//! Truck type definitions

use freightdesk_types::{DriverId, TruckId};
use serde::{Deserialize, Serialize};

/// Operational status of a truck
#[derive(Debug, Clone, Copy, Default, PartialEq, Eq, Serialize, Deserialize)]
#[serde(rename_all = "SCREAMING_SNAKE_CASE")]
pub enum TruckStatus {
    #[default]
    Available,
    Assigned,
    InTransit,
    Maintenance,
    OutOfService,
}

impl TruckStatus {
    pub fn label(&self) -> &'static str {
        match self {
            TruckStatus::Available => "Available",
            TruckStatus::Assigned => "Assigned",
            TruckStatus::InTransit => "In Transit",
            TruckStatus::Maintenance => "Maintenance",
            TruckStatus::OutOfService => "Out of Service",
        }
    }
}

/// Truck as returned by `GET /trucks`
#[derive(Debug, Clone, PartialEq, Serialize, Deserialize)]
#[serde(rename_all = "camelCase")]
pub struct Truck {
    pub truck_id: TruckId,
    /// Registration plate shown to users
    pub registration_number: String,
    #[serde(default)]
    pub model: Option<String>,
    /// Maximum payload (kg)
    pub capacity_weight: f64,
    /// Maximum cargo volume (m³)
    pub capacity_volume: f64,
    #[serde(default)]
    pub driver_id: Option<DriverId>,
    #[serde(default)]
    pub driver_name: Option<String>,
    #[serde(default)]
    pub status: TruckStatus,
}

impl Truck {
    /// Both capacity limits must be positive for a truck to carry anything.
    pub fn has_valid_capacity(&self) -> bool {
        self.capacity_weight.is_finite()
            && self.capacity_volume.is_finite()
            && self.capacity_weight > 0.0
            && self.capacity_volume > 0.0
    }

    /// "REG-123 - Volvo FH" style label used in pickers
    pub fn display_name(&self) -> String {
        match self.model.as_deref() {
            Some(model) if !model.is_empty() => format!("{} - {}", self.registration_number, model),
            _ => self.registration_number.clone(),
        }
    }
}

* What you should do:
Nothing above should be left out. Print all the records exactly.

* Answer to the problem:
//! Truck type definitions

use freightdesk_types::{DriverId, TruckId};
use serde::{Deserialize, Serialize};

/// Operational status of a truck
#[derive(Debug, Clone, Copy, Default, PartialEq, Eq, Serialize, Deserialize)]
#[serde(rename_all = "SCREAMING_SNAKE_CASE")]
pub enum TruckStatus {
    #[default]
    Available,
    Assigned,
    InTransit,
    Maintenance,
    OutOfService,
}

impl TruckStatus {
    pub fn label(&self) -> &'static str {
        match self {
            TruckStatus::Available => "Available",
            TruckStatus::Assigned => "Assigned",
            TruckStatus::InTransit => "In Transit",
            TruckStatus::Maintenance => "Maintenance",
            TruckStatus::OutOfService => "Out of Service",
        }
    }
}

/// Truck as returned by `GET /trucks`
#[derive(Debug, Clone, PartialEq, Serialize, Deserialize)]
#[serde(rename_all = "camelCase")]
pub struct Truck {
    pub truck_id: TruckId,
    /// Registration plate shown to users
    pub registration_number: String,
    #[serde(default)]
    pub model: Option<String>,
    /// Maximum payload (kg)
    pub capacity_weight: f64,
    /// Maximum cargo volume (m³)
    pub capacity_volume: f64,
    #[serde(default)]
    pub driver_id: Option<DriverId>,
    #[serde(default)]
    pub driver_name: Option<String>,
    #[serde(default)]
    pub status: TruckStatus,
}

impl Truck {
    /// Both capacity limits must be positive for a truck to carry anything.
    pub fn has_valid_capacity(&self) -> bool {
        self.capacity_weight.is_finite()
            && self.capacity_volume.is_finite()
            && self.capacity_weight > 0.0
            && self.capacity_volume > 0.0
    }

    /// "REG-123 - Volvo FH" style label used in pickers
    pub fn display_name(&self) -> String {
        match self.model.as_deref() {
            Some(model) if !model.is_empty() => format!("{} - {}", self.registration_number, model),
            _ => self.registration_number.clone(),
        }
    }
}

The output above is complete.